#### [WHAT IS BEING ASKED]
The answer is every line in the data below that contains the word "discovered".

(Dataset entries)
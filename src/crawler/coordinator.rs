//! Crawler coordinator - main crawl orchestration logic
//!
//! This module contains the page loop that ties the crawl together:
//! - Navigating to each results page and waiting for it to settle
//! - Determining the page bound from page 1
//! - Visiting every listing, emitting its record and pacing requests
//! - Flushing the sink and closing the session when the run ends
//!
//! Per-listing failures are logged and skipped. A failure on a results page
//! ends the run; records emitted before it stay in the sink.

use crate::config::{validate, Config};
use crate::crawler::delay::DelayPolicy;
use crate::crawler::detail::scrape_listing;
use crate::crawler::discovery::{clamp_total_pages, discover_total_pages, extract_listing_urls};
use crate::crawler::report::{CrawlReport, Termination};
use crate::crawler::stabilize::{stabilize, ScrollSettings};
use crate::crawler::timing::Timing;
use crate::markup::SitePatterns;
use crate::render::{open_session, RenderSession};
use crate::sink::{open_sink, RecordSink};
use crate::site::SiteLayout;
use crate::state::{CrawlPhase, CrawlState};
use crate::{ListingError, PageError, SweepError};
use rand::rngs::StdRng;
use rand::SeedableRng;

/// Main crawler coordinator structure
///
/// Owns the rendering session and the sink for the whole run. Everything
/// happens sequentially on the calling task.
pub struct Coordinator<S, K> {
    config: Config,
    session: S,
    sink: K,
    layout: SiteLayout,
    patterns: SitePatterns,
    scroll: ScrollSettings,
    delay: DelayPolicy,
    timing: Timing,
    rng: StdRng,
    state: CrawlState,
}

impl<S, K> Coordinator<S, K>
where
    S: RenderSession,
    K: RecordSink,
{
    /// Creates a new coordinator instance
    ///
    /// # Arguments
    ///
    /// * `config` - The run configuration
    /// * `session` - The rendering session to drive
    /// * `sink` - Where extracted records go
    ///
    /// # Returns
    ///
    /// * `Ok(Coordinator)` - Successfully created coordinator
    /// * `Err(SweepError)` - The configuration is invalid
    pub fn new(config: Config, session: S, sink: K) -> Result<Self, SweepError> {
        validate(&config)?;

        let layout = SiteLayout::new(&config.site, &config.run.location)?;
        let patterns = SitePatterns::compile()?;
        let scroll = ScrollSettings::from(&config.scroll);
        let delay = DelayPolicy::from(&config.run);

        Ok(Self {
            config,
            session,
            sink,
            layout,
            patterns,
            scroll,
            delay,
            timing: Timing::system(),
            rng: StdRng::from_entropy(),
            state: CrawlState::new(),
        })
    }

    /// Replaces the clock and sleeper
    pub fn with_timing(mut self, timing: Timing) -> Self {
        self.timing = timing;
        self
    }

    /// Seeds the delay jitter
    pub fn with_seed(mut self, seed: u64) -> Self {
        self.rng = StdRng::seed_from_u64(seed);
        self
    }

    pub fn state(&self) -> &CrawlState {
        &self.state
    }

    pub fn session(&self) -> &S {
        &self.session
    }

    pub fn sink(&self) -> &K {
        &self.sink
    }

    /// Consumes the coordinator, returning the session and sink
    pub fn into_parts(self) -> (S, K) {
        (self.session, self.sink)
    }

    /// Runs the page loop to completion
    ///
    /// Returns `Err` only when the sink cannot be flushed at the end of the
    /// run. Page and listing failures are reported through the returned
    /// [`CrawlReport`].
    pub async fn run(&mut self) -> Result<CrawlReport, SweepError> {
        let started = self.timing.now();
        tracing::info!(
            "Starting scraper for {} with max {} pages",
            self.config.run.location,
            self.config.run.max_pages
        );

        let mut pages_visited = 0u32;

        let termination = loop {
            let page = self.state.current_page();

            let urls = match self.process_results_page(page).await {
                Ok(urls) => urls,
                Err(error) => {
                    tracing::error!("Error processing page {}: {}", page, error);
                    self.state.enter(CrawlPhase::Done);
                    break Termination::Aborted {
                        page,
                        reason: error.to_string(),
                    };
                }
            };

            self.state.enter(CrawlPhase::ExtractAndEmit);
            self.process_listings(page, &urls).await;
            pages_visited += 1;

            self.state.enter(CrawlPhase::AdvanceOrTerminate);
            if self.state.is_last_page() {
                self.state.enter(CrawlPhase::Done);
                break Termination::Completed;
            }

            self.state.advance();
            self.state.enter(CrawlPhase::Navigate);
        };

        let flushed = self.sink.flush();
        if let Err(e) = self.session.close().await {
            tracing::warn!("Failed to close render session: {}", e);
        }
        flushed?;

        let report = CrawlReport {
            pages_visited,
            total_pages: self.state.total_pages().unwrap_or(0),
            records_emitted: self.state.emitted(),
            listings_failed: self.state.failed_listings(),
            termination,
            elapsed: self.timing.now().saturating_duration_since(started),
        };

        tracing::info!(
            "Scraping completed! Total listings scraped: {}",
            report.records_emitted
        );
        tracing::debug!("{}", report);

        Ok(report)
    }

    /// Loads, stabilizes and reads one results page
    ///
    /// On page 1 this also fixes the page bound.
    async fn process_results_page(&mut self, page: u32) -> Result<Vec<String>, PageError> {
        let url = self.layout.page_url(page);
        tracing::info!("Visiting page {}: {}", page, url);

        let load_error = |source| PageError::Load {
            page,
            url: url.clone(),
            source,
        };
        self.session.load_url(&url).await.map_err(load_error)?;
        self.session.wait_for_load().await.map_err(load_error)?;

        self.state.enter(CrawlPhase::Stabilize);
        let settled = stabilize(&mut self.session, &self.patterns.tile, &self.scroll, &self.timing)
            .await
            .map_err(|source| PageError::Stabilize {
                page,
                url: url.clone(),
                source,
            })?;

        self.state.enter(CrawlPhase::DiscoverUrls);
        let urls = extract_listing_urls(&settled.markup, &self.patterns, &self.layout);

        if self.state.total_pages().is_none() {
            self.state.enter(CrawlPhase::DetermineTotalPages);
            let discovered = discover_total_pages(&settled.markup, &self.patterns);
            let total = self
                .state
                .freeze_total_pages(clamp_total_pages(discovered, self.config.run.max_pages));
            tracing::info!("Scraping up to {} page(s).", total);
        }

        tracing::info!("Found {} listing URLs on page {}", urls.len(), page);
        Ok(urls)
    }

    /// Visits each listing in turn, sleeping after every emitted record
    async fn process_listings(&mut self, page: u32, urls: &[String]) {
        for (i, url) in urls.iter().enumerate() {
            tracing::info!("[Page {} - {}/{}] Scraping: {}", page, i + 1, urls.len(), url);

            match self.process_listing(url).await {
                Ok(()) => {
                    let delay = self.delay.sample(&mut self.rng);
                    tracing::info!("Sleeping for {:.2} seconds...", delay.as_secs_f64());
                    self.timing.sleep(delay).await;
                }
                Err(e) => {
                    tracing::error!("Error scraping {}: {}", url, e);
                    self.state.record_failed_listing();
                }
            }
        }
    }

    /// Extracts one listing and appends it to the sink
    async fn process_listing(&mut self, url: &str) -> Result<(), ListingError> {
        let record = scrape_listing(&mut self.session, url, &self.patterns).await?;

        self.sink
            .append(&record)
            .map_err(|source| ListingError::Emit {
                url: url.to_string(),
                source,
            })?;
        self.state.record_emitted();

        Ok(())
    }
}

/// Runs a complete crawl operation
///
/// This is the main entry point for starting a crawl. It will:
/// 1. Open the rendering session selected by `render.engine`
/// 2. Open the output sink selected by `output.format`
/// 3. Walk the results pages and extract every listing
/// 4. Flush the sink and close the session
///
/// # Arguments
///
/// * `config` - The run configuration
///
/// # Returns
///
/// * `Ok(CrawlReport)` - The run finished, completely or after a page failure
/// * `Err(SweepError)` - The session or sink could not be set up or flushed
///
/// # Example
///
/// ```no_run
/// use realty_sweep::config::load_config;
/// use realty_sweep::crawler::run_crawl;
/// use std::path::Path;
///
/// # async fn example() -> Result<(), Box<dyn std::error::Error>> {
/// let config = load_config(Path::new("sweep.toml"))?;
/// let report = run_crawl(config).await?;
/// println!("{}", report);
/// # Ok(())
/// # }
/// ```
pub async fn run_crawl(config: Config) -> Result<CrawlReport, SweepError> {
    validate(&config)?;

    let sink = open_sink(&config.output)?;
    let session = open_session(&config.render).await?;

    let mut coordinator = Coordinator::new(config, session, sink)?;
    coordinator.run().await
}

...

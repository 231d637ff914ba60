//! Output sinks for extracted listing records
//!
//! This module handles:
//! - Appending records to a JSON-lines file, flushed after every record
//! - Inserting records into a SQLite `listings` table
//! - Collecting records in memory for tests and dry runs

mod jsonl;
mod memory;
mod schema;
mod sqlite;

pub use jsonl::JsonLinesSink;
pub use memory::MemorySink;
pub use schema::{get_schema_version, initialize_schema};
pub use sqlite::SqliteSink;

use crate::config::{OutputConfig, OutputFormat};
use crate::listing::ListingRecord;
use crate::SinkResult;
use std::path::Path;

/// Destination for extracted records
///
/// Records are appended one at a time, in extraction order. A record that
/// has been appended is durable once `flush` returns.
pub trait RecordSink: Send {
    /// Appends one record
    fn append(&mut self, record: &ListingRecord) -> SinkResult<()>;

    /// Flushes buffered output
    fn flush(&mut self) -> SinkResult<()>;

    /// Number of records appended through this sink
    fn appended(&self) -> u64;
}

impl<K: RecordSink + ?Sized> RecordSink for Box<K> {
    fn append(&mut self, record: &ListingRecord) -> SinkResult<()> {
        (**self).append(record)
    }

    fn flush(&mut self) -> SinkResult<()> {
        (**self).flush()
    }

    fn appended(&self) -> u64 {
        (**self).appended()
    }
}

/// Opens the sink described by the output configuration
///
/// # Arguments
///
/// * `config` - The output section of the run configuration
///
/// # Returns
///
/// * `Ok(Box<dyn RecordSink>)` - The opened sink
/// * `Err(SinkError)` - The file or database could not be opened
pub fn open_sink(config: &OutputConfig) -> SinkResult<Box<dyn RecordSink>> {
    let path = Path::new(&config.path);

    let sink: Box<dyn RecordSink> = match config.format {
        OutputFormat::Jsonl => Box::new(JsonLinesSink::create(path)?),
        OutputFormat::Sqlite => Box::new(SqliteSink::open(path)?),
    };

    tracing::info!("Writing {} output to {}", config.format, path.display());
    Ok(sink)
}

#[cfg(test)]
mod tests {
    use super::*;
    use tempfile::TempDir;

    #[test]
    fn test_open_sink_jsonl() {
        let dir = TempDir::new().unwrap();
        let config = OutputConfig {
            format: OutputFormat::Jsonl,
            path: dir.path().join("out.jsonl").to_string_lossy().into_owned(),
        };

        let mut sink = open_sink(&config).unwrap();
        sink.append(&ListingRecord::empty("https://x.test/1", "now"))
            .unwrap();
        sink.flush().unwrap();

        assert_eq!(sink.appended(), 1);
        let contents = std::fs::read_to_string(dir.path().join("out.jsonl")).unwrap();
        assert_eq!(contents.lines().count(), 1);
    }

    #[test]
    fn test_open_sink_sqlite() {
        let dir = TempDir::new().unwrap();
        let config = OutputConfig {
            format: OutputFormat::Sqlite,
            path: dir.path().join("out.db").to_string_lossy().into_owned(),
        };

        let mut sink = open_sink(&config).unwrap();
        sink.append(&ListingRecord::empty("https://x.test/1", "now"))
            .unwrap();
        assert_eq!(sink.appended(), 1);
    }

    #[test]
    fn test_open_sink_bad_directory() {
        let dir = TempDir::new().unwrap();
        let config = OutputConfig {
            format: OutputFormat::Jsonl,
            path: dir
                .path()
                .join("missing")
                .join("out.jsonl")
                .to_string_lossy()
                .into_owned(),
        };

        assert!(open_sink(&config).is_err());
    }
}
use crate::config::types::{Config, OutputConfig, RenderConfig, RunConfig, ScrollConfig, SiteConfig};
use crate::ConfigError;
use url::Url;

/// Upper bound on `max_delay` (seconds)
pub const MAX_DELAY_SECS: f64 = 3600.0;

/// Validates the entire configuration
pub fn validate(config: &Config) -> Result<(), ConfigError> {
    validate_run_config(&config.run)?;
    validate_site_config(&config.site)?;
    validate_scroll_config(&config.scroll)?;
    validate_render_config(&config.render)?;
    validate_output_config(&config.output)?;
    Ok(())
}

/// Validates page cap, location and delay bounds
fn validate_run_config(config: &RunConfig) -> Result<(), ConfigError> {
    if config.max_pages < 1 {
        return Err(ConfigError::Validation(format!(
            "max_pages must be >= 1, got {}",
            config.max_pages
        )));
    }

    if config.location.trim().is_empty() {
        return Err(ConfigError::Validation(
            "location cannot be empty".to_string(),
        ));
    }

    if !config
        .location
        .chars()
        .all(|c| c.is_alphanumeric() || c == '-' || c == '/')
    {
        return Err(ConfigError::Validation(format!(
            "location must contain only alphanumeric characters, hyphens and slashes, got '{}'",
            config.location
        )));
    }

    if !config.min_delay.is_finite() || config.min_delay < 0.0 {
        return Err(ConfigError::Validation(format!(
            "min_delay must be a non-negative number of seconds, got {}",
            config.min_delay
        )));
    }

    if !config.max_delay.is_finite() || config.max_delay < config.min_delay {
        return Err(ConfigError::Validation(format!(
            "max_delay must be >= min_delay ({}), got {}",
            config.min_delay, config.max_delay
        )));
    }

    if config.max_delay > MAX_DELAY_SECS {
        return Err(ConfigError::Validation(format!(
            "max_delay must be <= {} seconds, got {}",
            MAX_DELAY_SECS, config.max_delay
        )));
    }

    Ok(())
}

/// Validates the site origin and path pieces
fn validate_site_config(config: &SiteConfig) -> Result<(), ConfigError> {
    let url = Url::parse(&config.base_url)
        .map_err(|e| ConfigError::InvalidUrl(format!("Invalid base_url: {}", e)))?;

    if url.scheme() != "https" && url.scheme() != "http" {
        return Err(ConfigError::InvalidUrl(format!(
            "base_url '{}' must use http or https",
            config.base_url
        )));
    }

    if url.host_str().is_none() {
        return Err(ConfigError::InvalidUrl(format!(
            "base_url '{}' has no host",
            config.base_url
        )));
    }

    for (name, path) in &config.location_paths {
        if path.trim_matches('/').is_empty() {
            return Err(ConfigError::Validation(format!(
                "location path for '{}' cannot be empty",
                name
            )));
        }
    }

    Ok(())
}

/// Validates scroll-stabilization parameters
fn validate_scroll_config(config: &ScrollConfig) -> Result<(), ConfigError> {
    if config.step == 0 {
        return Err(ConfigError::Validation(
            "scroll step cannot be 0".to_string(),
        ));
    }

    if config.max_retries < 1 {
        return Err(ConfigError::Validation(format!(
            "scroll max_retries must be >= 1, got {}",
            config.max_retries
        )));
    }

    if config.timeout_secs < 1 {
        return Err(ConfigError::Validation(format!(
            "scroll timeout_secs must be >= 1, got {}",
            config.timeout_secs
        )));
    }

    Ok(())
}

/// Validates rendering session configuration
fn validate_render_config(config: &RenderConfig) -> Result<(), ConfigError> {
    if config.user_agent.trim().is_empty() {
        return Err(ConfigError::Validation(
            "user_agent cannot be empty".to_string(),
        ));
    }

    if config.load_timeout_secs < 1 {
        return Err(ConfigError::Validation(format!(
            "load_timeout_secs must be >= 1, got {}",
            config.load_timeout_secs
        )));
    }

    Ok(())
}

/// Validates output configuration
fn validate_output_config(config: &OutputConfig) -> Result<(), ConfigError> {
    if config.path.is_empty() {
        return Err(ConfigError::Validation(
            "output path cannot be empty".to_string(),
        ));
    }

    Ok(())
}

#### [RESPONSE TO THIS TASK]
            let discovered = discover_total_pages(&settled.markup, &self.patterns);
                .freeze_total_pages(clamp_total_pages(discovered, self.config.run.max_pages));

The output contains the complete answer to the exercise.